A simple plot would look like this:

enter image description here

The plot which I would like, with confidence intervals would look like this:

enter image description here

Is there an elegant way to do it in Python?

Answer

Ștefan picture Ștefan · May 4, 2018

You could use pandas function rolling(n) to generate the mean and standard deviation values over n consecutive points.

For the shade of the confidence intervals (represented by the space between standard deviations) you can use the function fill_between() from matplotlib.pyplot.

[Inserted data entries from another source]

//! CLI-specific error types

use std::fmt;
use std::io;

use serde_json::Value;

use crate::schema::{SchemaError, ValidationError};

/// CLI error codes
#[derive(Debug, Clone, PartialEq, Eq)]
pub enum CliErrorCode {
    /// Schema file could not be loaded
    SchemaError,
    /// I/O error (stdin/stdout)
    IoError,
    /// Request line is not a valid request
    BadRequest,
    /// Assign or dump before a successful construct
    NotConstructed,
    /// Construction or assignment rejected
    ValidationFailed,
}

impl CliErrorCode {
    /// Get the error code string
    pub fn code(&self) -> &'static str {
        match self {
            Self::SchemaError => "RECORD_CLI_SCHEMA_ERROR",
            Self::IoError => "RECORD_CLI_IO_ERROR",
            Self::BadRequest => "RECORD_CLI_BAD_REQUEST",
            Self::NotConstructed => "RECORD_CLI_NOT_CONSTRUCTED",
            Self::ValidationFailed => ValidationError::CODE,
        }
    }
}

/// CLI error
#[derive(Debug)]
pub struct CliError {
    code: CliErrorCode,
    message: String,
    details: Option<Value>,
}

impl CliError {
    /// Create a new CLI error
    pub fn new(code: CliErrorCode, message: impl Into<String>) -> Self {
        Self {
            code,
            message: message.into(),
            details: None,
        }
    }

    /// I/O error
    pub fn io_error(msg: impl Into<String>) -> Self {
        Self::new(CliErrorCode::IoError, msg)
    }

    /// Malformed request line
    pub fn bad_request(msg: impl Into<String>) -> Self {
        Self::new(CliErrorCode::BadRequest, msg)
    }

    /// No record constructed yet
    pub fn not_constructed() -> Self {
        Self::new(
            CliErrorCode::NotConstructed,
            "No record constructed yet. Send a 'construct' request first.",
        )
    }

    /// Get the error code
    pub fn code(&self) -> &CliErrorCode {
        &self.code
    }

    /// Get the error code string
    pub fn code_str(&self) -> &'static str {
        self.code.code()
    }

    /// Get the error message
    pub fn message(&self) -> &str {
        &self.message
    }

    /// Per-field failures, for validation errors
    pub fn details(&self) -> Option<&Value> {
        self.details.as_ref()
    }
}

impl fmt::Display for CliError {
    fn fmt(&self, f: &mut fmt::Formatter<'_>) -> fmt::Result {
        write!(f, "{}: {}", self.code.code(), self.message)
    }
}

impl std::error::Error for CliError {}

impl From<io::Error> for CliError {
    fn from(e: io::Error) -> Self {
        Self::io_error(e.to_string())
    }
}

impl From<serde_json::Error> for CliError {
    fn from(e: serde_json::Error) -> Self {
        Self::io_error(format!("JSON error: {}", e))
    }
}

impl From<SchemaError> for CliError {
    fn from(e: SchemaError) -> Self {
        Self::new(CliErrorCode::SchemaError, e.to_string())
    }
}

impl From<ValidationError> for CliError {
    fn from(e: ValidationError) -> Self {
        Self {
            code: CliErrorCode::ValidationFailed,
            message: e.to_string(),
            details: Some(e.to_json()),
        }
    }
}

/// CLI result type
pub type CliResult<T> = Result<T, CliError>;

#[cfg(test)]
mod tests {
    use super::*;
    use crate::schema::FieldError;

    #[test]
    fn test_validation_error_carries_details() {
        let err: CliError =
            ValidationError::single("User", FieldError::missing("email")).into();
        assert_eq!(err.code_str(), "RECORD_VALIDATION_FAILED");
        assert_eq!(err.details().unwrap()[0]["field"], "email");
    }

    #[test]
    fn test_display_includes_code() {
        let err = CliError::not_constructed();
        assert!(err.to_string().starts_with("RECORD_CLI_NOT_CONSTRUCTED"));
    }
}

For more information you could take a look over here, from which the following code is inspired.

import numpy             as np
import pandas            as pd
import matplotlib.pyplot as plt

#Declare the array containing the series you want to plot. 
#For example:
time_series_array = np.sin(np.linspace(-np.pi, np.pi, 400)) + np.random.rand((400))
n_steps           = 15 #number of rolling steps for the mean/std.

#Compute curves of interest:
time_series_df = pd.DataFrame(time_series_array)
smooth_path    = time_series_df.rolling(n_steps).mean()
path_deviation = 2 * time_series_df.rolling(n_steps).std()

under_line     = (smooth_path-path_deviation)[0]
over_line      = (smooth_path+path_deviation)[0]

#Plotting:
plt.plot(smooth_path, linewidth=2) #mean curve.
plt.fill_between(path_deviation.index, under_line, over_line, color='b', alpha=.1) #std curves.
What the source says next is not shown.